Quick non-expert takes on research about insulin-dependent diabetes
Beta cells get clinical. The FDA has approved the first clinical trial with the insulin-producing beta cells pioneered by Douglas Melton’s lab at Harvard. Vertex Pharmaceuticals will test the cells among about 17 people with unusually difficult-to-manage type 1 diabetes (T1D), who will be given immunosuppressive drugs to protect the cells. Vertex sees an opportunity for these infusions among roughly 60,000 people in the U.S. and Europe.

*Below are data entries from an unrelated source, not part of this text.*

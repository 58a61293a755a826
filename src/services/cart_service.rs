use chrono::Utc;
use sea_orm::ActiveValue::NotSet;
use sea_orm::sea_query::Expr;
use sea_orm::{
    ActiveModelTrait, ColumnTrait, Condition, EntityTrait, QueryFilter, QueryOrder, Set,
};
use uuid::Uuid;

use crate::{
    audit::log_audit,
    dto::cart::{AddToCartRequest, CartList, UpdateCartItemRequest},
    entity::cart_items::{
        ActiveModel as CartItemActive, Column as CartCol, Entity as CartItems,
        Model as CartItemModel,
    },
    error::{AppError, AppResult},
    middleware::auth::AuthUser,
    models::CartItem,
    response::{ApiResponse, Meta},
    state::AppState,
};

/// An add-to-cart payload that passed validation.
#[derive(Debug)]
pub struct NewCartItem {
    pub meal_id: Uuid,
    pub name: String,
    pub price: i64,
    pub image: String,
    pub quantity: i32,
    pub seller_id: Option<Uuid>,
}

/// Checks every field and reports all violations at once, so the caller
/// can render the full list instead of fixing one error per round trip.
pub fn validate_add_item(payload: &AddToCartRequest) -> Result<NewCartItem, Vec<String>> {
    let mut errors = Vec::new();

    if payload.meal_id.is_none() {
        errors.push("Meal ID is required".to_string());
    }
    if payload.name.trim().is_empty() {
        errors.push("Meal name is required".to_string());
    }
    match payload.price {
        None => errors.push("Price is required".to_string()),
        Some(price) if price < 0 => errors.push("Price must be a positive number".to_string()),
        _ => {}
    }
    if payload.image.trim().is_empty() {
        errors.push("Image is required".to_string());
    }
    if payload.quantity.is_none_or(|q| q < 1) {
        errors.push("Quantity must be at least 1".to_string());
    }

    match (payload.meal_id, payload.price, payload.quantity) {
        (Some(meal_id), Some(price), Some(quantity)) if errors.is_empty() => Ok(NewCartItem {
            meal_id,
            name: payload.name.trim().to_string(),
            price,
            image: payload.image.clone(),
            quantity,
            seller_id: payload.seller_id,
        }),
        _ => Err(errors),
    }
}

pub async fn list_cart(state: &AppState, user: &AuthUser) -> AppResult<ApiResponse<CartList>> {
    let items = user_cart(state, user.user_id).await?;
    Ok(ApiResponse::success("OK", CartList { items }, None))
}

/// Adds a meal to the user's cart, merging into an existing line for the
/// same meal. Two concurrent adds for the same (user, meal) may both see
/// no line and race to insert; the unique index rejects the loser, which
/// then falls back to incrementing the winner's line.
pub async fn add_to_cart(
    state: &AppState,
    user: &AuthUser,
    payload: AddToCartRequest,
) -> AppResult<ApiResponse<CartList>> {
    let line = validate_add_item(&payload).map_err(AppError::Validation)?;

    let mut attempts = 0;
    loop {
        let existing = CartItems::find()
            .filter(
                Condition::all()
                    .add(CartCol::UserId.eq(user.user_id))
                    .add(CartCol::MealId.eq(line.meal_id)),
            )
            .one(&state.orm)
            .await?;

        if existing.is_some() {
            let result = CartItems::update_many()
                .col_expr(
                    CartCol::Quantity,
                    Expr::col(CartCol::Quantity).add(line.quantity),
                )
                .filter(
                    Condition::all()
                        .add(CartCol::UserId.eq(user.user_id))
                        .add(CartCol::MealId.eq(line.meal_id)),
                )
                .exec(&state.orm)
                .await?;
            if result.rows_affected > 0 {
                break;
            }
            // The line was removed between the read and the update; insert instead.
        } else {
            let insert = CartItemActive {
                id: Set(Uuid::new_v4()),
                user_id: Set(user.user_id),
                meal_id: Set(line.meal_id),
                name: Set(line.name.clone()),
                price: Set(line.price),
                image: Set(line.image.clone()),
                quantity: Set(line.quantity),
                seller_id: Set(line.seller_id),
                created_at: NotSet,
            }
            .insert(&state.orm)
            .await;

            match insert {
                Ok(_) => break,
                Err(err) => match AppError::from(err) {
                    // Lost the duplicate-insert race; add to the winner's line.
                    AppError::Conflict(_) => {}
                    other => return Err(other),
                },
            }
        }

        attempts += 1;
        if attempts >= 3 {
            return Err(AppError::Internal(anyhow::anyhow!(
                "cart line for meal {} kept changing during add",
                line.meal_id
            )));
        }
    }

    log_audit(
        state,
        Some(user.user_id),
        "cart_add",
        Some("cart_items"),
        Some(serde_json::json!({ "meal_id": line.meal_id, "quantity": line.quantity })),
    )
    .await;

    let items = user_cart(state, user.user_id).await?;
    Ok(ApiResponse::success(
        "Item added to cart",
        CartList { items },
        None,
    ))
}

/// Sets a line's quantity exactly (not additive).
pub async fn update_quantity(
    state: &AppState,
    user: &AuthUser,
    item_id: Uuid,
    payload: UpdateCartItemRequest,
) -> AppResult<ApiResponse<CartList>> {
    if payload.quantity < 1 {
        return Err(AppError::Validation(vec![
            "Quantity must be at least 1".to_string(),
        ]));
    }

    let result = CartItems::update_many()
        .col_expr(CartCol::Quantity, Expr::value(payload.quantity))
        .filter(
            Condition::all()
                .add(CartCol::Id.eq(item_id))
                .add(CartCol::UserId.eq(user.user_id)),
        )
        .exec(&state.orm)
        .await?;

    if result.rows_affected == 0 {
        return Err(AppError::NotFound);
    }

    log_audit(
        state,
        Some(user.user_id),
        "cart_update",
        Some("cart_items"),
        Some(serde_json::json!({ "item_id": item_id, "quantity": payload.quantity })),
    )
    .await;

    let items = user_cart(state, user.user_id).await?;
    Ok(ApiResponse::success(
        "Cart item updated",
        CartList { items },
        None,
    ))
}

pub async fn remove_item(
    state: &AppState,
    user: &AuthUser,
    item_id: Uuid,
) -> AppResult<ApiResponse<CartList>> {
    let result = CartItems::delete_many()
        .filter(
            Condition::all()
                .add(CartCol::Id.eq(item_id))
                .add(CartCol::UserId.eq(user.user_id)),
        )
        .exec(&state.orm)
        .await?;

    if result.rows_affected == 0 {
        return Err(AppError::NotFound);
    }

    log_audit(
        state,
        Some(user.user_id),
        "cart_remove",
        Some("cart_items"),
        Some(serde_json::json!({ "item_id": item_id })),
    )
    .await;

    let items = user_cart(state, user.user_id).await?;
    Ok(ApiResponse::success(
        "Item removed from cart",
        CartList { items },
        None,
    ))
}

pub async fn clear_cart(state: &AppState, user: &AuthUser) -> AppResult<ApiResponse<CartList>> {
    clear_user_cart(state, user.user_id).await?;

    log_audit(
        state,
        Some(user.user_id),
        "cart_clear",
        Some("cart_items"),
        None,
    )
    .await;

    Ok(ApiResponse::success(
        "Cart cleared",
        CartList { items: Vec::new() },
        Some(Meta::empty()),
    ))
}

/// Deletes every line of the user's cart. Idempotent.
pub async fn clear_user_cart(state: &AppState, user_id: Uuid) -> AppResult<u64> {
    let result = CartItems::delete_many()
        .filter(CartCol::UserId.eq(user_id))
        .exec(&state.orm)
        .await?;
    Ok(result.rows_affected)
}

async fn user_cart(state: &AppState, user_id: Uuid) -> AppResult<Vec<CartItem>> {
    let items = CartItems::find()
        .filter(CartCol::UserId.eq(user_id))
        .order_by_desc(CartCol::CreatedAt)
        .all(&state.orm)
        .await?
        .into_iter()
        .map(cart_item_from_entity)
        .collect();
    Ok(items)
}

fn cart_item_from_entity(model: CartItemModel) -> CartItem {
    CartItem {
        id: model.id,
        user_id: model.user_id,
        meal_id: model.meal_id,
        name: model.name,
        price: model.price,
        image: model.image,
        quantity: model.quantity,
        seller_id: model.seller_id,
        created_at: model.created_at.with_timezone(&Utc),
    }
}
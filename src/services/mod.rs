pub mod auth_service;
pub mod cart_service;
pub mod meal_service;
pub mod order_service;
pub mod status_service;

Back in 2014, Melton and colleagues published a landmark Cell paper showing that highly functional beta cells developed with stem cell techniques could be produced in volume. Since then, there’s been a steady march of progress in many labs. Melton is among the experts who tell me that this challenge basically has been met.
Assuming the Vertex trial is successful, the next step will be to place the cells inside an implantable device that can ward off the immune system while still allowing the cells to work properly. Here the potential market is much larger, about 2.6 million people by company estimates. But the uncertainty is much greater, because implantable devices for cell therapies have never worked in people, despite decades of attempts.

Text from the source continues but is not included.